What? You Want Us to Be Consistent?

The rule maker, Senate Majority Leader Tommy Norment, gets to decide the exceptions to the rule.

by Richard Hall-Sizemore

In 2014, Sen. Philip Puckett, a Democrat from far Southwest Virginia, was in a quandary. His daughter was vying for a juvenile and domestic relations court judgeship, to which she had already been appointed as a substitute judge. However, Republicans in the Senate, led by Sen. Tommy Norment, R-James City, were holding up her election, not based on any objection to her qualifications, but because of a tradition of not supporting family members of sitting Senators for judgeships.

Fast forward to 2019. Until yesterday there was a vacancy pending on the Virginia Supreme Court. A Republican senator from far Southwest Virginia is, according to newspaper reports, lobbied his fellow senators to elect his sister, currently a member of the Virginia Court of Appeals, to the higher post.  Norment said that situation was different because the senator’s sister had already been elected to a judgeship before her brother had been elected to the Senate.

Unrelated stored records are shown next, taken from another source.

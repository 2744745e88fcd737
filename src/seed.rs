//! Deterministic sample data
//!
//! Loads a small connected dataset through the repositories, so every
//! reference and schema check applies: 10 instructors, 10 students,
//! 8 courses (one unpublished, all located), 15 enrollments, up to 25
//! lessons, 10 assignments and 12 submissions. Dates are relative to now.
//!
//! Expects empty collections; run after `Database::apply_validators`.

use crate::entities::{new_id, Enrollment, EnrollmentStatus, Level};
use crate::error::Result;
use crate::repo::{assignments, courses, enrollments, lessons, submissions, users};
use crate::Database;
use chrono::{Duration, Utc};
use serde::Serialize;

const INSTRUCTOR_FIRST: [&str; 5] = ["Alice", "Bob", "Charlie", "Diana", "Eve"];
const INSTRUCTOR_LAST: [&str; 5] = ["Smith", "Jones", "Williams", "Brown", "Davis"];
const STUDENT_FIRST: [&str; 10] = [
    "Frank", "Grace", "Heidi", "Ivan", "Judy", "Karl", "Linda", "Mike", "Nancy", "Oscar",
];
const STUDENT_LAST: [&str; 10] = [
    "Wilson", "Miller", "Taylor", "Anderson", "Thomas", "Jackson", "White", "Harris", "Martin", "Thompson",
];
const INSTRUCTOR_SKILLS: [&str; 8] = [
    "Python", "Java", "C++", "JavaScript", "MongoDB", "SQL", "Machine Learning", "Cloud Computing",
];
const STUDENT_SKILLS: [&str; 4] = ["Beginner", "Intermediate", "Fast Learner", "Problem Solver"];

const CATEGORIES: [&str; 8] = [
    "Programming", "Web Development", "Data Science", "Design", "Business", "Marketing", "Science", "Arts",
];
const TITLE_PREFIXES: [&str; 4] = ["Mastering", "Introduction to", "Advanced", "Fundamentals of"];
const TAGS: [&str; 6] = [
    "Online", "Certification", "Project-based", "Interactive", "Self-paced", "Beginner Friendly",
];
const PRICES: [f64; 8] = [49.99, 89.5, 129.0, 29.99, 199.99, 74.25, 159.0, 299.99];

/// (name, longitude, latitude)
const CITIES: [(&str, f64, f64); 8] = [
    ("London", -0.1278, 51.5074),
    ("Paris", 2.3522, 48.8566),
    ("Berlin", 13.4050, 52.5200),
    ("Madrid", -3.7038, 40.4168),
    ("New York", -74.0060, 40.7128),
    ("Toronto", -79.3832, 43.6532),
    ("Cairo", 31.2357, 30.0444),
    ("Tokyo", 139.6503, 35.6762),
];

const LESSON_TOPICS: [&str; 4] = ["Introduction", "Core Concepts", "Advanced Topics", "Practice Session"];
const LESSON_FOCUS: [&str; 4] = ["algorithms", "frontend", "data analysis", "user experience"];
const MAX_LESSONS: usize = 25;
const ASSIGNMENT_KINDS: [&str; 4] = ["Quiz", "Project", "Essay", "Coding Challenge"];
const FEEDBACK: [&str; 4] = [
    "Excellent work!",
    "Good attempt, review chapter 3.",
    "Well done, minor improvements needed.",
    "Needs more detail.",
];

/// Number of records created per collection
#[derive(Debug, Clone, Default, PartialEq, Serialize)]
pub struct SeedSummary {
    pub users: usize,
    pub courses: usize,
    pub enrollments: usize,
    pub lessons: usize,
    pub assignments: usize,
    pub submissions: usize,
}

fn pick<'a, T>(items: &'a [T], i: usize) -> &'a T {
    &items[i % items.len()]
}

fn rotate(items: &[&str], start: usize, count: usize) -> Vec<String> {
    (0..count).map(|k| pick(items, start + k).to_string()).collect()
}

pub async fn seed(db: &Database) -> Result<SeedSummary> {
    let mut summary = SeedSummary::default();
    let now = Utc::now();

    let mut instructors = Vec::new();
    let mut students = Vec::new();
    for i in 0..20 {
        let user = if i % 2 == 0 {
            let (first, last) = (*pick(&STUDENT_FIRST, i / 2), *pick(&STUDENT_LAST, i * 3 / 2));
            let new = users::NewUser::new(
                format!("{}_{}{}", first.to_lowercase(), last.to_lowercase(), i),
                format!("{}.{}{}@example.com", first.to_lowercase(), last.to_lowercase(), i),
                format!("hashed_password_{:04}", i),
            )
            .named(first, last)
            .bio(format!("Eager to learn about {}.", pick(&["programming", "design", "history", "science"], i)))
            .skills(rotate(&STUDENT_SKILLS, i, 1 + i % 2));
            let student = users::add_student(db, new).await?;
            students.push(student.id.clone());
            student
        } else {
            let (first, last) = (*pick(&INSTRUCTOR_FIRST, i / 2), *pick(&INSTRUCTOR_LAST, i / 3));
            let new = users::NewUser::new(
                format!("{}_{}{}", first.to_lowercase(), last.to_lowercase(), i),
                format!("{}.{}{}@example.com", first.to_lowercase(), last.to_lowercase(), i),
                format!("hashed_password_{:04}", i),
            )
            .named(first, last)
            .bio(format!("Experienced instructor in {}.", pick(&["AI", "Web Dev", "Data Science", "Networking"], i)))
            .skills(rotate(&INSTRUCTOR_SKILLS, i, 2 + i % 3));
            let instructor = users::add_instructor(db, new).await?;
            instructors.push(instructor.id.clone());
            instructor
        };
        summary.users += 1;
        // A few inactive accounts
        if i % 7 == 6 {
            users::soft_delete(db, &user.id).await?;
        }
    }

    let levels = [Level::Beginner, Level::Intermediate, Level::Advanced];
    let mut course_ids = Vec::new();
    for i in 0..CATEGORIES.len() {
        let category = CATEGORIES[i];
        let level = levels[i % levels.len()];
        let new = courses::NewCourse::new(
            format!("{} {} Course {}", pick(&TITLE_PREFIXES, i), category, i + 1),
            format!(
                "A comprehensive course covering {} concepts and practices. This course is for {} learners.",
                category.to_lowercase(),
                level
            ),
            pick(&instructors, i * 3).as_str(),
        )
        .category(category)
        .level(level)
        .duration((20 + i * 10) as f64)
        .price(PRICES[i])
        .tags(rotate(&TAGS, i, 2 + i % 3));
        let course = courses::create(db, new).await?;

        let (_, lon, lat) = CITIES[i];
        courses::set_location(db, &course.id, lon, lat).await?;
        if i == CATEGORIES.len() - 1 {
            courses::set_published(db, &course.id, false).await?;
        }
        course_ids.push(course.id);
        summary.courses += 1;
    }

    for i in 0..15 {
        let enrollment = Enrollment {
            id: new_id(),
            student_id: pick(&students, i).clone(),
            course_id: pick(&course_ids, i * 3).clone(),
            enrollment_date: now - Duration::days(10 + (i as i64 * 13) % 81),
            status: *pick(EnrollmentStatus::ALL, i),
        };
        if enrollments::enroll_record(db, enrollment).await?.is_new() {
            summary.enrollments += 1;
        }
    }

    let mut lesson_ids = Vec::new();
    'courses: for (c, course_id) in course_ids.iter().enumerate() {
        for n in 1..=(3 + c % 3) {
            if lesson_ids.len() >= MAX_LESSONS {
                break 'courses;
            }
            let lesson = lessons::add(
                db,
                course_id,
                &format!("Lesson {}: {}", n, pick(&LESSON_TOPICS, c + n)),
                &format!(
                    "Detailed content for lesson {} covering specific topics within the course. \
                     This lesson aims to deepen understanding of {}.",
                    n,
                    pick(&LESSON_FOCUS, c * n)
                ),
            )
            .await?;
            lesson_ids.push(lesson.id);
        }
    }
    summary.lessons = lesson_ids.len();

    let mut assignment_ids = Vec::new();
    for i in 0..10 {
        let assignment = assignments::create(
            db,
            assignments::NewAssignment {
                lesson_id: pick(&lesson_ids, i * 2).clone(),
                title: format!("Assignment {}: {}", i + 1, pick(&ASSIGNMENT_KINDS, i)),
                description: "Complete this task to demonstrate your understanding of the lesson.".to_string(),
                due_date: now + Duration::days(3 + i as i64 * 2),
                max_score: Some(100.0),
            },
        )
        .await?;
        assignment_ids.push(assignment.id);
    }
    summary.assignments = assignment_ids.len();

    for i in 0..12 {
        let graded = i % 3 != 2;
        let assignment_id = pick(&assignment_ids, i).clone();
        let student_id = pick(&students, i * 3).clone();
        submissions::submit(
            db,
            submissions::NewSubmission {
                content: format!(
                    "Submission content for assignment {} by student {}.",
                    &assignment_id[..8],
                    &student_id[..8]
                ),
                assignment_id,
                student_id,
                grade: graded.then(|| 50.0 + ((i * 17) % 50) as f64 + 0.5),
                feedback: graded.then(|| pick(&FEEDBACK, i).to_string()),
            },
        )
        .await?;
        summary.submissions += 1;
    }

    tracing::info!("Seeded sample data: {:?}", summary);
    Ok(summary)
}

Not wanting to seem to give preferential treatment to family members of its colleagues, the Senate’s informal rule against supporting them for judgeships seems reasonable. But it seems that rule would apply to all judgeships, whether applying to entry level or the highest post in the judiciary.

Upon closer examination of history, it turns out that the situation in 2014 was different for another reason. The Senate was deadlocked, 20-20, with a Democratic Lieutenant Governor presiding. Norment was holding Puckett’s daughter’s judgeship hostage in order to pressure him to resign, giving the Republicans a chance to grab the majority. The gambit worked.  Puckett resigned and a Republican was elected to take his place.

Who was the Republican benefiting from the rule that senators should not elect family members to judgeships? Why, Ben Chafin, the Senator whose sister was  elected yesterday to the Virginia Supreme Court! Obviously, for Tommy Norment, being in the majority means you get to set the rules and they do not necessarily apply to you.

Richard W. Hall-Sizemore recently retired from a position in the Department of Planning and Budget.